PostPosted: 12 Jan 2024 07:49
by barwonfan
I recently watched a fellow member of this forum play a few songs. I was surprised to see him place his right hand much further up the keyboard than me.He did this every time he played a song. It sounded really good. I have now decided to follow his example and start my songs where he plays. For the past 65 years, I have started my songs on middle C ; or on one of the two or three notes above or below middle C. I don't think that he would ever do that.

Re: Which part of your keyboard do you use?

PostPosted: 13 Jan 2024 10:44
by dentyr
Again logic. If you are playing a song where one of the notes goes below the F2# then that note plays a “style” key. Example, play “He’ll have to go” then you need the F2 note for the song. So play in the upper octave as I do. Modify the keyboard with the Octave normal, up or down and use the transpose to get the song to sound nice. I may play a song using the notes of the C scale but the keyboard is set Octave -1 and the keyboard transposed 3 semitones up. The sound that comes out is in Eb,
Den.

Re: Which part of your keyboard do you use?

PostPosted: 17 Feb 2024 16:14
by Ron
I use a twin keyboard setup which enables me to play a melody with my right hand anywhere on the keyboard. So, I do not have any octave problems from having a conventional set split point.

Ron

Re: Which part of your keyboard do you use?

PostPosted: 17 Feb 2024 18:21
by MichaelW
Hello,

Which parts of the keyboard I use depends entirely on the song.

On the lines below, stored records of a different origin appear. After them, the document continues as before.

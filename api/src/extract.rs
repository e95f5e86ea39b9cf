//! `AppJson<T>` replaces `axum::Json<T>` in handlers so a malformed body is a
//! structured 400 instead of axum's plain-text 422.

use axum::{
    Json,
    extract::{FromRequest, Request, rejection::JsonRejection},
};

use crate::error::AppError;

pub struct AppJson<T>(pub T);

impl<S, T> FromRequest<S> for AppJson<T>
where
    Json<T>: FromRequest<S, Rejection = JsonRejection>,
    S: Send + Sync,
{
    type Rejection = AppError;

    async fn from_request(req: Request, state: &S) -> Result<Self, Self::Rejection> {
        match Json::<T>::from_request(req, state).await {
            Ok(Json(value)) => Ok(AppJson(value)),
            Err(rejection) => Err(validation_error(&rejection.body_text())),
        }
    }
}

fn validation_error(body_text: &str) -> AppError {
    let field = quoted_after(body_text, "missing field `")
        .or_else(|| quoted_after(body_text, "unknown field `"))
        .unwrap_or_else(|| "body".to_string());
    // Enum fields (status, level, risk, transport) reject unknown names.
    let received = quoted_after(body_text, "unknown variant `").map(serde_json::Value::String);

    AppError::Validation {
        message: format!("Invalid request body: {body_text}"),
        field: Some(field),
        received,
        docs_hint: Some(
            "Check the request body against the endpoint's schema (GET /openapi.json)."
                .to_string(),
        ),
    }
}

/// Text between `pattern` and the next backtick, as serde quotes names.
fn quoted_after(msg: &str, pattern: &str) -> Option<String> {
    let start = msg.find(pattern)? + pattern.len();
    let rest = &msg[start..];
    rest.find('`').map(|end| rest[..end].to_string())
}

My Yamaha instruments could/can handle up to three keyboard splits: in extreme cases, on the far left for the automatic accompaniment, to the right for the "left part", then next to it for the parts "right1" and "right2" and then again a part of the keyboard only for the part "right3". Then things get tight.

But you can shift the voices of the individual parts by several octaves. And in addition, you can change all of these settings with each individual registration and adapt them to your own performance and needs.

This is why I use up to 50 registrations for some songs. I then often switch them using the MIDI baseboard.

I'm currently working on a track called "Dixie" in the Disney marching band style. I'm already at 40 registrations and still far from finished.